== TASK REQUIREMENTS ==
Copy every line of the entries that has the string "degrees" in it.

----------------

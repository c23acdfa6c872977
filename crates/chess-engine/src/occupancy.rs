//! Rotated occupancy views.
//!
//! Sliding attacks are looked up by the occupancy of one line through the
//! slider's square. Keeping the occupied set under four fixed square
//! permutations makes every rank, file, diagonal and anti-diagonal a
//! contiguous run of bits, so the relevant slice can be cut out with one
//! shift and mask.

use crate::Bitboard;
use chess_core::Square;

/// A line through a square along which a slider moves.
#[derive(Debug, Clone, Copy, PartialEq, Eq, Hash)]
#[repr(u8)]
pub enum Line {
    /// Horizontal. The view is the plain occupied set.
    Rank = 0,
    /// Vertical. The view is the occupied set rotated by 90 degrees.
    File = 1,
    /// a1-h8 direction. The view is rotated by 45 degrees.
    Diagonal = 2,
    /// h1-a8 direction. The view is rotated by -45 degrees.
    AntiDiagonal = 3,
}

impl Line {
    /// All four lines in view order.
    pub const ALL: [Line; 4] = [Line::Rank, Line::File, Line::Diagonal, Line::AntiDiagonal];

    /// Returns the view index.
    #[inline]
    pub const fn index(self) -> usize {
        self as usize
    }
}

/// Placement of one square on one line: where the line starts in the
/// rotated view, how many squares it has, and the square's offset on it.
#[derive(Debug, Clone, Copy, PartialEq, Eq)]
pub(crate) struct LineSlot {
    pub start: u8,
    pub len: u8,
    pub pos: u8,
}

/// Number of squares on the diagonal (or anti-diagonal) numbered `n` (0-14).
const fn diagonal_len(n: u8) -> u8 {
    if n < 7 {
        n + 1
    } else {
        15 - n
    }
}

/// First rotated bit of diagonal `n`.
const fn diagonal_start(n: u8) -> u8 {
    let mut start = 0;
    let mut k = 0;
    while k < n {
        start += diagonal_len(k);
        k += 1;
    }
    start
}

/// Computes the slot of `sq` on `line`.
pub(crate) const fn line_slot(line: Line, sq: u8) -> LineSlot {
    let file = sq % 8;
    let rank = sq / 8;
    match line {
        Line::Rank => LineSlot {
            start: rank * 8,
            len: 8,
            pos: file,
        },
        Line::File => LineSlot {
            start: file * 8,
            len: 8,
            pos: rank,
        },
        Line::Diagonal => {
            let n = file + 7 - rank;
            LineSlot {
                start: diagonal_start(n),
                len: diagonal_len(n),
                pos: if file < rank { file } else { rank },
            }
        }
        Line::AntiDiagonal => {
            let n = file + rank;
            let first_file = if n > 7 { n - 7 } else { 0 };
            LineSlot {
                start: diagonal_start(n),
                len: diagonal_len(n),
                pos: file - first_file,
            }
        }
    }
}

/// Returns the square at offset `pos` on the line through `sq`.
pub(crate) const fn square_on_line(line: Line, sq: u8, pos: u8) -> u8 {
    let file = sq % 8;
    let rank = sq / 8;
    match line {
        Line::Rank => rank * 8 + pos,
        Line::File => pos * 8 + file,
        Line::Diagonal => {
            let (f0, r0) = if file < rank {
                (0, rank - file)
            } else {
                (file - rank, 0)
            };
            (r0 + pos) * 8 + f0 + pos
        }
        Line::AntiDiagonal => {
            let n = file + rank;
            let f0 = if n > 7 { n - 7 } else { 0 };
            let r0 = n - f0;
            (r0 - pos) * 8 + f0 + pos
        }
    }
}

const fn compute_rotated_index() -> [[u8; 64]; 4] {
    let mut table = [[0u8; 64]; 4];
    let mut l = 0;
    while l < 4 {
        let mut sq = 0u8;
        while sq < 64 {
            let slot = line_slot(Line::ALL[l], sq);
            table[l][sq as usize] = slot.start + slot.pos;
            sq += 1;
        }
        l += 1;
    }
    table
}

const fn compute_shifts() -> [[u8; 64]; 4] {
    let mut table = [[0u8; 64]; 4];
    let mut l = 0;
    while l < 4 {
        let mut sq = 0u8;
        while sq < 64 {
            let start = line_slot(Line::ALL[l], sq).start;
            // Skip the line's first square: an edge square never blocks.
            table[l][sq as usize] = if start < 63 { start + 1 } else { 63 };
            sq += 1;
        }
        l += 1;
    }
    table
}

/// Bit position of each square in each rotated view, `[line][square]`.
pub(crate) const ROTATED_INDEX: [[u8; 64]; 4] = compute_rotated_index();

/// Right shift that brings a square's line to the low bits, `[line][square]`.
pub(crate) const SHIFT: [[u8; 64]; 4] = compute_shifts();

/// The occupied set kept under all four square permutations.
///
/// All four views are updated together on every set or clear, so they are
/// always images of the same occupied set.
#[derive(Clone, Copy, PartialEq, Eq, Hash, Default)]
pub struct Occupancy {
    views: [u64; 4],
}

impl Occupancy {
    /// No occupied squares.
    pub const EMPTY: Occupancy = Occupancy { views: [0; 4] };

    /// Builds the views for an occupied set.
    pub fn from_bitboard(occupied: Bitboard) -> Self {
        let mut occupancy = Occupancy::EMPTY;
        for sq in occupied {
            occupancy.set(sq);
        }
        occupancy
    }

    /// Marks a square as occupied in every view.
    #[inline]
    pub fn set(&mut self, sq: Square) {
        let i = sq.index() as usize;
        for (view, index) in self.views.iter_mut().zip(ROTATED_INDEX.iter()) {
            *view |= 1u64 << index[i];
        }
    }

    /// Marks a square as empty in every view.
    #[inline]
    pub fn clear(&mut self, sq: Square) {
        let i = sq.index() as usize;
        for (view, index) in self.views.iter_mut().zip(ROTATED_INDEX.iter()) {
            *view &= !(1u64 << index[i]);
        }
    }

    /// Returns the occupied set in board order.
    #[inline]
    pub const fn bitboard(&self) -> Bitboard {
        Bitboard(self.views[Line::Rank as usize])
    }

    /// Returns the raw rotated view for a line.
    #[inline]
    pub const fn view(&self, line: Line) -> u64 {
        self.views[line as usize]
    }

    /// Returns the 6-bit inner occupancy of the line through `sq`.
    #[inline]
    pub const fn slice(&self, line: Line, sq: Square) -> usize {
        let l = line as usize;
        ((self.views[l] >> SHIFT[l][sq.index() as usize]) & 63) as usize
    }
}

impl std::fmt::Debug for Occupancy {
    fn fmt(&self, f: &mut std::fmt::Formatter<'_>) -> std::fmt::Result {
        f.debug_struct("Occupancy")
            .field("rank", &format_args!("{:#018x}", self.views[0]))
            .field("file", &format_args!("{:#018x}", self.views[1]))
            .field("diagonal", &format_args!("{:#018x}", self.views[2]))
            .field("anti_diagonal", &format_args!("{:#018x}", self.views[3]))
            .finish()
    }
}
//! Chess piece representation.

use crate::Color;

/// The six kinds of chess pieces.
///
/// An empty square is modelled as `Option<Piece>::None` wherever a piece
/// kind may be absent.
#[derive(Debug, Clone, Copy, PartialEq, Eq, Hash)]
#[cfg_attr(feature = "serde", derive(serde::Serialize, serde::Deserialize))]
#[repr(u8)]
pub enum Piece {
    Pawn = 0,
    Knight = 1,
    Bishop = 2,
    Rook = 3,
    Queen = 4,
    King = 5,
}

impl Piece {
    /// All piece types in order.
    pub const ALL: [Piece; 6] = [
        Piece::Pawn,
        Piece::Knight,
        Piece::Bishop,
        Piece::Rook,
        Piece::Queen,
        Piece::King,
    ];

    /// Promotion choices in generation order.
    pub const PROMOTIONS: [Piece; 4] = [Piece::Queen, Piece::Knight, Piece::Rook, Piece::Bishop];

    /// Returns the index of this piece type (0-5).
    #[inline]
    pub const fn index(self) -> usize {
        self as usize
    }

    /// Returns the lowercase symbol (`p`, `n`, `b`, `r`, `q`, `k`).
    #[inline]
    pub const fn symbol(self) -> char {
        match self {
            Piece::Pawn => 'p',
            Piece::Knight => 'n',
            Piece::Bishop => 'b',
            Piece::Rook => 'r',
            Piece::Queen => 'q',
            Piece::King => 'k',
        }
    }

    /// Returns the FEN character for this piece with the given color.
    pub const fn to_fen_char(self, color: Color) -> char {
        let c = self.symbol();
        match color {
            Color::White => c.to_ascii_uppercase(),
            Color::Black => c,
        }
    }

    /// Parses a FEN character into a piece and color.
    pub const fn from_fen_char(c: char) -> Option<(Piece, Color)> {
        let color = if c.is_ascii_uppercase() {
            Color::White
        } else {
            Color::Black
        };
        match Self::from_symbol(c.to_ascii_lowercase()) {
            Some(piece) => Some((piece, color)),
            None => None,
        }
    }

    /// Parses a lowercase piece symbol.
    pub const fn from_symbol(c: char) -> Option<Piece> {
        match c {
            'p' => Some(Piece::Pawn),
            'n' => Some(Piece::Knight),
            'b' => Some(Piece::Bishop),
            'r' => Some(Piece::Rook),
            'q' => Some(Piece::Queen),
            'k' => Some(Piece::King),
            _ => None,
        }
    }

    /// Returns the uppercase SAN letter (pawns have none in SAN but map to `P`).
    #[inline]
    pub const fn to_san_char(self) -> char {
        self.symbol().to_ascii_uppercase()
    }

    /// Parses an uppercase SAN piece letter.
    pub const fn from_san_char(c: char) -> Option<Piece> {
        if c.is_ascii_uppercase() {
            Self::from_symbol(c.to_ascii_lowercase())
        } else {
            None
        }
    }

    /// Returns true if a pawn may promote to this piece.
    #[inline]
    pub const fn is_promotion_target(self) -> bool {
        matches!(
            self,
            Piece::Knight | Piece::Bishop | Piece::Rook | Piece::Queen
        )
    }
}

impl std::fmt::Display for Piece {
    fn fmt(&self, f: &mut std::fmt::Formatter<'_>) -> std::fmt::Result {
        let name = match self {
            Piece::Pawn => "Pawn",
            Piece::Knight => "Knight",
            Piece::Bishop => "Bishop",
            Piece::Rook => "Rook",
            Piece::Queen => "Queen",
            Piece::King => "King",
        };
        write!(f, "{}", name)
    }
}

----------------

== ANSWER AREA ==
    /// Vertical. The view is the occupied set rotated by 90 degrees.
    /// a1-h8 direction. The view is rotated by 45 degrees.
    /// h1-a8 direction. The view is rotated by -45 degrees.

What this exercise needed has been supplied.